- _WHAT TO WORK ON_
Isolate every line in the records below with "RwLock" in it.

Saved entries

::::::::

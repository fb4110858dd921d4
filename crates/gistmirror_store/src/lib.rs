//! # gistmirror store
//!
//! Hierarchical note store contract consumed by the gistmirror engine.
//!
//! The engine never owns the tree. It reads nodes through [`NoteStore`] and
//! changes them only through [`Transaction`]s, which the store applies
//! atomically: every tag and relation of one construction becomes visible
//! together or not at all.
//!
//! ## Available Stores
//!
//! - [`MemoryStore`] - For testing and ephemeral trees
//! - [`FileStore`] - JSON snapshot persisted after every transaction
//!
//! ## Example
//!
//! ```rust
//! use gistmirror_store::{MemoryStore, NewNode, NoteStore};
//!
//! let store = MemoryStore::new();
//! let root = store.root_id();
//! let id = store.create_node(NewNode::new(root, "snippets")).unwrap();
//! store.set_tag(id, "mirrorRoot", "").unwrap();
//!
//! assert_eq!(store.find_by_tag("mirrorRoot").unwrap().unwrap().id, id);
//! ```

#![deny(unsafe_code)]
#![warn(missing_docs)]

mod error;
mod file;
mod memory;
mod node;
mod store;
mod transaction;
mod tree;

pub use error::{StoreError, StoreResult};
pub use file::FileStore;
pub use memory::MemoryStore;
pub use node::{NewNode, Node, NodeId};
pub use store::NoteStore;
pub use transaction::{Mutation, Transaction};
//! In-memory note store.

use crate::error::{StoreError, StoreResult};
use crate::node::{Node, NodeId};
use crate::store::NoteStore;
use crate::transaction::Transaction;
use crate::tree::Tree;
use parking_lot::RwLock;

/// An in-memory note store.
///
/// This store keeps the whole tree in memory and is suitable for:
/// - Unit tests
/// - Integration tests
/// - Ephemeral trees that don't need persistence
///
/// # Thread Safety
///
/// Reads share a lock; each applied transaction holds the write lock for
/// its whole duration, so concurrent readers never observe half of it.
///
/// # Example
///
/// ```rust
/// use gistmirror_store::{MemoryStore, NewNode, NoteStore};
///
/// let store = MemoryStore::new();
/// let id = store.create_node(NewNode::new(store.root_id(), "notes")).unwrap();
/// assert_eq!(store.children(store.root_id()).unwrap()[0].id, id);
/// ```
#[derive(Debug)]
pub struct MemoryStore {
    tree: RwLock<Tree>,
}

impl MemoryStore {
    /// Creates a store containing only a root node.
    #[must_use]
    pub fn new() -> Self {
        Self {
            tree: RwLock::new(Tree::new()),
        }
    }

    pub(crate) fn from_tree(tree: Tree) -> Self {
        Self {
            tree: RwLock::new(tree),
        }
    }

    /// Returns the number of nodes, the root included.
    #[must_use]
    pub fn len(&self) -> usize {
        self.tree.read().len()
    }

    /// Returns true if the store holds nothing but its root.
    #[must_use]
    pub fn is_empty(&self) -> bool {
        self.len() <= 1
    }

    /// Applies a transaction and runs `after` while still holding the lock.
    pub(crate) fn apply_then<F>(&self, txn: Transaction, after: F) -> StoreResult<()>
    where
        F: FnOnce(&Tree) -> StoreResult<()>,
    {
        let mut tree = self.tree.write();
        let mut staged = tree.clone();
        staged.apply(txn)?;
        after(&staged)?;
        *tree = staged;
        Ok(())
    }
}

impl Default for MemoryStore {
    fn default() -> Self {
        Self::new()
    }
}

impl NoteStore for MemoryStore {
    fn root_id(&self) -> NodeId {
        self.tree.read().root()
    }

    fn get(&self, id: NodeId) -> StoreResult<Option<Node>> {
        Ok(self.tree.read().get(id).cloned())
    }

    fn children(&self, id: NodeId) -> StoreResult<Vec<Node>> {
        self.tree.read().children(id)
    }

    fn find_by_tag(&self, key: &str) -> StoreResult<Option<Node>> {
        Ok(self.tree.read().find(|node| node.has_tag(key)).cloned())
    }

    fn find_by_title(&self, title: &str) -> StoreResult<Option<Node>> {
        Ok(self.tree.read().find(|node| node.title == title).cloned())
    }

    fn find_in_subtree_by_tag(
        &self,
        ancestor: NodeId,
        key: &str,
        value: &str,
    ) -> StoreResult<Option<Node>> {
        let tree = self.tree.read();
        if tree.get(ancestor).is_none() {
            return Err(StoreError::NodeNotFound(ancestor));
        }
        Ok(tree
            .find_below(ancestor, |node| node.tag_value(key) == Some(value))
            .cloned())
    }

    fn find_child_by_title(&self, parent: NodeId, title: &str) -> StoreResult<Option<Node>> {
        Ok(self
            .tree
            .read()
            .children(parent)?
            .into_iter()
            .find(|node| node.title == title))
    }

    fn apply(&self, txn: Transaction) -> StoreResult<()> {
        self.tree.write().apply(txn)
    }
}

::::::::

- _RESPONSE AREA_
use parking_lot::RwLock;
    tree: RwLock<Tree>,
            tree: RwLock::new(Tree::new()),
            tree: RwLock::new(tree),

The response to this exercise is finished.